» Assigned task:
Please return the lines of the data that contain "every".

Saved entries
>>>
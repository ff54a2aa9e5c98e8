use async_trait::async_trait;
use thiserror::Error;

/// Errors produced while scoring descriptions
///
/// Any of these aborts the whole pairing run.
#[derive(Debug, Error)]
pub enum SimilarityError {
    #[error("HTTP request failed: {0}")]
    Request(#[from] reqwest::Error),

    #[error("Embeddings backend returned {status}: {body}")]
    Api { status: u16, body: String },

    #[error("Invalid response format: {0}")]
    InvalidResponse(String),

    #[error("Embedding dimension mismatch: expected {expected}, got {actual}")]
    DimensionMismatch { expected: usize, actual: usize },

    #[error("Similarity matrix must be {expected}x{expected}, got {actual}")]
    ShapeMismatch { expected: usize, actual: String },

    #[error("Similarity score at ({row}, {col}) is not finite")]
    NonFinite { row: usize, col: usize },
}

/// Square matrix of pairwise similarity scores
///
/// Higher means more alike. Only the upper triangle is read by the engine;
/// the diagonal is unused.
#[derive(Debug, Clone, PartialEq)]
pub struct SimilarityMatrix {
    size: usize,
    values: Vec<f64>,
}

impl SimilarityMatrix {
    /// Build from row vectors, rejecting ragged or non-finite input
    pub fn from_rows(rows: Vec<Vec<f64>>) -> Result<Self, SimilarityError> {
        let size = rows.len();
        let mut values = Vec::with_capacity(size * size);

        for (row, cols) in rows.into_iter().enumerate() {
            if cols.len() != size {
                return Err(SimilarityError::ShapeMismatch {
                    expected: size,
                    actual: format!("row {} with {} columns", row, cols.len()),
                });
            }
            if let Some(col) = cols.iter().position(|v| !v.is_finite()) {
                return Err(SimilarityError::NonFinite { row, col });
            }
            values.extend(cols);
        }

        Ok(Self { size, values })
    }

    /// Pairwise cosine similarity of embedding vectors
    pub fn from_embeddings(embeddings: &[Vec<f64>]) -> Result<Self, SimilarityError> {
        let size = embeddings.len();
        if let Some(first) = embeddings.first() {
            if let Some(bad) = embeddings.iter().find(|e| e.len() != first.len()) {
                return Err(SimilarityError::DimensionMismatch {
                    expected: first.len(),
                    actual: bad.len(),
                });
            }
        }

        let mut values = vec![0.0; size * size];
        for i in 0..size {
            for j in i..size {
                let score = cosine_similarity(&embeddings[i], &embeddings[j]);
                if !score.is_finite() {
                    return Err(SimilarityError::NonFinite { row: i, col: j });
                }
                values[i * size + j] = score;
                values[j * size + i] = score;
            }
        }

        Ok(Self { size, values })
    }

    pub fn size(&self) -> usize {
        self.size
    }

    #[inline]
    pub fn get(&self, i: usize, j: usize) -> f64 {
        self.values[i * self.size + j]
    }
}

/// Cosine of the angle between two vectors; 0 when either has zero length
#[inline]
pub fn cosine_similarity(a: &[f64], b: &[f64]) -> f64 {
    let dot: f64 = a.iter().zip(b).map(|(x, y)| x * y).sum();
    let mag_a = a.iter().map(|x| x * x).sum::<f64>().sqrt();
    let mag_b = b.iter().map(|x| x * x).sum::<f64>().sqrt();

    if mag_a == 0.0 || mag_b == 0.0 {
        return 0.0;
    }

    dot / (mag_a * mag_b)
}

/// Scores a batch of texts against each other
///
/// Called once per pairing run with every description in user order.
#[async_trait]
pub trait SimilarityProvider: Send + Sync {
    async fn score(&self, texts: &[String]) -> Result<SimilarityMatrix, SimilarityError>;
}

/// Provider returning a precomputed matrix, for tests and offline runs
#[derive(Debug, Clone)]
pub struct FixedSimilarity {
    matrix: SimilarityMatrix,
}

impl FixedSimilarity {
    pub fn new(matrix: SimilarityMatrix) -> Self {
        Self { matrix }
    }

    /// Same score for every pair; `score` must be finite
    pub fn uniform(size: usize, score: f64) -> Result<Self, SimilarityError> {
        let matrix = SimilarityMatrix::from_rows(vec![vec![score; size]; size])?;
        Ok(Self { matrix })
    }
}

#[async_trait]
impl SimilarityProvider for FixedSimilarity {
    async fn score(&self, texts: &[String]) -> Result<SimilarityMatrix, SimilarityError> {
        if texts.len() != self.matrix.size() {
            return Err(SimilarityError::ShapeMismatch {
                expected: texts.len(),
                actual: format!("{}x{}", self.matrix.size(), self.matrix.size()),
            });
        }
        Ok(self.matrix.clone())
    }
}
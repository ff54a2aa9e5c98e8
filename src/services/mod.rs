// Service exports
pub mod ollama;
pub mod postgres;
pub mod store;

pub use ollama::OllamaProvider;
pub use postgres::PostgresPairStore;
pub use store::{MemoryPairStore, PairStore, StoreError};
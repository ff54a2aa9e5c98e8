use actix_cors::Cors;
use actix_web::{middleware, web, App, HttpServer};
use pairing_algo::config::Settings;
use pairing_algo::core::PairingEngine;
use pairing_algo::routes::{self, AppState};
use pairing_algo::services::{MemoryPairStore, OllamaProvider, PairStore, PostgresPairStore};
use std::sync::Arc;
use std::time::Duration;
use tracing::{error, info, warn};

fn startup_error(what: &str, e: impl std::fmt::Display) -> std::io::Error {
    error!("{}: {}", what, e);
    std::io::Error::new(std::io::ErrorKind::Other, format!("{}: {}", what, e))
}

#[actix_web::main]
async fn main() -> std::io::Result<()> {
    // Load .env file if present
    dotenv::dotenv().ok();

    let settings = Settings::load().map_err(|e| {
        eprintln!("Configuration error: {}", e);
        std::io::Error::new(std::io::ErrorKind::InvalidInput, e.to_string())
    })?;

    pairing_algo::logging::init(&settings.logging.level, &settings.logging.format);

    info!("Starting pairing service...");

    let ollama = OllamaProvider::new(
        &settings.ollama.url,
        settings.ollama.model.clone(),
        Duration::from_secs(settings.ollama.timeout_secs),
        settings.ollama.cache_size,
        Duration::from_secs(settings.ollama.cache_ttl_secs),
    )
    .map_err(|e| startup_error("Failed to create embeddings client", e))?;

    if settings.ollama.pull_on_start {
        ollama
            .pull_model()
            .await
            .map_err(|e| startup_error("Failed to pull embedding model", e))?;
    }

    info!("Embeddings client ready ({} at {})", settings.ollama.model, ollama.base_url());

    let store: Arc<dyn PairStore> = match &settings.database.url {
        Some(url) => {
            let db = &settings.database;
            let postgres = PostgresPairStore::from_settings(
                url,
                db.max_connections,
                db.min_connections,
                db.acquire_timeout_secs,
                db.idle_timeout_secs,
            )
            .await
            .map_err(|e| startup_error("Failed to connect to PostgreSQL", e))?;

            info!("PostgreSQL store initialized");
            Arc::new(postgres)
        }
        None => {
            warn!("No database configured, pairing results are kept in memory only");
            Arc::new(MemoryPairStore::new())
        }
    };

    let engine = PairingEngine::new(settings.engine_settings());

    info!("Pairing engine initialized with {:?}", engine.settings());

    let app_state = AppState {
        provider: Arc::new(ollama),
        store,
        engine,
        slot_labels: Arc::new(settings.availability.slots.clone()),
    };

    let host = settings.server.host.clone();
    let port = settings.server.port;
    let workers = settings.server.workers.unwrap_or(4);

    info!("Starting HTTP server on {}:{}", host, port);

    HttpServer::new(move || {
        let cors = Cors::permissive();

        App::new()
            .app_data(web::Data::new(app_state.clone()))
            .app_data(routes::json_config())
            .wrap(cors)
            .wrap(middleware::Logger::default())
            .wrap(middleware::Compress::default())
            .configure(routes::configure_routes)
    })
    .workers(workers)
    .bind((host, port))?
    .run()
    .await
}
<<<
» Solution to the exercise:
/// Called once per pairing run with every description in user order.
    /// Same score for every pair; `score` must be finite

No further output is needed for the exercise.